Dr. Bansal said warmer, wetter weather from climate change can exacerbate a variety of existing health conditions.

"On days that are hotter than other days, I see more patients coming in for things like lung disease, such as COPD or asthma, heart disease such as chest pain, heart failure, kidney disease and dehydration," he said. "This is all in the same month, but on those days that are hotter, I’m seeing more of those patients come in."

The National Weather Service found the past four years on average have been the warmest years on record from Martin County through Miami-Dade County since 1900.
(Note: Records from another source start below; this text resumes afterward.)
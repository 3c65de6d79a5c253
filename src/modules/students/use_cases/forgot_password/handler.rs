use crate::modules::students::adapters::outbound::intent_outbox::dispatch_committed_intents;
use crate::modules::students::adapters::outbound::student_stream::load_student;
use crate::modules::students::core::decision::Decision;
use crate::modules::students::core::events::StudentEvent;
use crate::modules::students::use_cases::forgot_password::command::RequestPasswordReset;
use crate::modules::students::use_cases::forgot_password::decide::decide_request_password_reset;
use crate::shared::application_error::ApplicationError;
use crate::shared::infrastructure::event_store::EventStore;
use crate::shared::infrastructure::intent_outbox::DomainOutbox;
use std::sync::Arc;

pub struct ForgotPasswordHandler<TEventStore, TOutbox>
where
    TEventStore: EventStore<StudentEvent> + Send + Sync + 'static,
    TOutbox: DomainOutbox + Send + Sync + 'static,
{
    topic: String,
    event_store: Arc<TEventStore>,
    outbox: Arc<TOutbox>,
}

impl<TEventStore, TOutbox> ForgotPasswordHandler<TEventStore, TOutbox>
where
    TEventStore: EventStore<StudentEvent> + Send + Sync + 'static,
    TOutbox: DomainOutbox + Send + Sync + 'static,
{
    pub fn new(
        topic: impl Into<String>,
        event_store: Arc<TEventStore>,
        outbox: Arc<TOutbox>,
    ) -> Self {
        Self {
            topic: topic.into(),
            event_store,
            outbox,
        }
    }

    pub async fn handle(&self, command: RequestPasswordReset) -> Result<(), ApplicationError> {
        let loaded = load_student(&*self.event_store, &command.reg_number).await?;
        match decide_request_password_reset(&loaded.state, command) {
            Decision::Accepted { events, intents } => {
                self.event_store
                    .append(&loaded.stream_id, loaded.version, &events)
                    .await?;
                dispatch_committed_intents(
                    &*self.outbox,
                    &loaded.stream_id,
                    loaded.version,
                    &self.topic,
                    intents,
                )
                .await;
                tracing::info!(stream_id = %loaded.stream_id, "password reset requested");
                Ok(())
            }
            Decision::Rejected { reason } => Err(ApplicationError::Domain(reason)),
        }
    }
}

#[cfg(test)]
mod forgot_password_handler_tests {
    use super::*;
    use crate::modules::students::adapters::outbound::intent_outbox::PASSWORD_RESET_EVENT_TYPE;
    use crate::modules::students::core::decision::DecideError;
    use crate::modules::students::core::reg_number::RegNumber;
    use crate::shared::infrastructure::event_store::in_memory::InMemoryEventStore;
    use crate::shared::infrastructure::intent_outbox::in_memory::InMemoryDomainOutbox;
    use crate::tests::fixtures::events::student_signed_up_v1::make_student_signed_up_v1_event;
    use rstest::rstest;

    fn command(reg_number: &str) -> RequestPasswordReset {
        RequestPasswordReset {
            reg_number: RegNumber::parse(reg_number).unwrap(),
            requested_at: 1_700_000_900_000,
        }
    }

    #[rstest]
    #[tokio::test]
    async fn it_should_record_the_request_and_queue_the_link() {
        let store = Arc::new(InMemoryEventStore::<StudentEvent>::new());
        store
            .append(
                "Student-2020/123456",
                0,
                &[StudentEvent::StudentSignedUpV1(make_student_signed_up_v1_event())],
            )
            .await
            .unwrap();
        let outbox = Arc::new(InMemoryDomainOutbox::new());
        let handler = ForgotPasswordHandler::new("students.v1", store.clone(), outbox.clone());

        handler.handle(command("2020/123456")).await.unwrap();
        handler.handle(command("2020/123456")).await.unwrap();

        assert_eq!(store.load("Student-2020/123456").await.unwrap().version, 3);
        let rows = outbox.drain().await;
        assert_eq!(rows.len(), 2);
        assert!(rows.iter().all(|row| row.event_type == PASSWORD_RESET_EVENT_TYPE));
    }

    #[rstest]
    #[tokio::test]
    async fn it_should_fail_for_an_unknown_registration_number() {
        let handler = ForgotPasswordHandler::new(
            "students.v1",
            Arc::new(InMemoryEventStore::<StudentEvent>::new()),
            Arc::new(InMemoryDomainOutbox::new()),
        );
        let result = handler.handle(command("2020/123456")).await;
        assert!(matches!(
            result,
            Err(ApplicationError::Domain(DecideError::RegNumberNotFound))
        ));
        assert_eq!(result.unwrap_err().to_string(), "Registration number not found");
    }
}
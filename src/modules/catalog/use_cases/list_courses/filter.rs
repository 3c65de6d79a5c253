use crate::modules::catalog::core::course::{CourseFilter, Level, ParseCourseFieldError, Semester};

// Placeholder option values the course picker submits before a choice is made.
const LEVEL_PLACEHOLDER: &str = "chooseLevel";
const SEMESTER_PLACEHOLDER: &str = "chooseSemester";

/// Build a filter from raw query values. Missing, empty and placeholder values
/// leave that field unfiltered.
pub fn parse_filter(
    level: Option<&str>,
    semester: Option<&str>,
) -> Result<CourseFilter, ParseCourseFieldError> {
    let level = match level.map(str::trim) {
        None | Some("") | Some(LEVEL_PLACEHOLDER) => None,
        Some(raw) => Some(raw.parse::<Level>()?),
    };
    let semester = match semester.map(str::trim) {
        None | Some("") | Some(SEMESTER_PLACEHOLDER) => None,
        Some(raw) => Some(raw.parse::<Semester>()?),
    };
    Ok(CourseFilter { level, semester })
}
The Center for Climate Change and Health said higher temperatures and more rain will also fuel other health concerns, such as toxic blue-green algae and insect-borne diseases. Stronger hurricanes are another issue for human health, safety and mental well being.

“Things will get worse unless we do something about it," Dr. Bansal said.

Damara Cohn, the owner of Mangrove Realty in downtown Delray Beach and a mom to three children, said her family takes Zyrtec nightly to deal with their outdoor allergies.

“It’s constant runny nose, coughing, exhaustion, completely uncomfortable all the time," she said.

Her youngest son, Samuel, has asthma and uses a Nebulizer every four hours when he has flare-ups.

"Asthma is super scary because there’s no way to deal with it because every attack is different and it progresses rapidly," Cohn said.

The Center for Climate Change and Health said asthma attacks can be triggered by worsening air pollution. That can affect allergies as well because pollution and warmer weather causes plants to produce more pollen.

"We want a clean Florida. We want clean water. We want clean air," Cohn said.

Florida Clinicians for Climate Action will be at the Empowering Capable Climate Communicators Symposium on April 26 at Florida International University at the Wolfe Center. Doctors will be doing presentations from 1 p.m. to 4 p.m. about public health.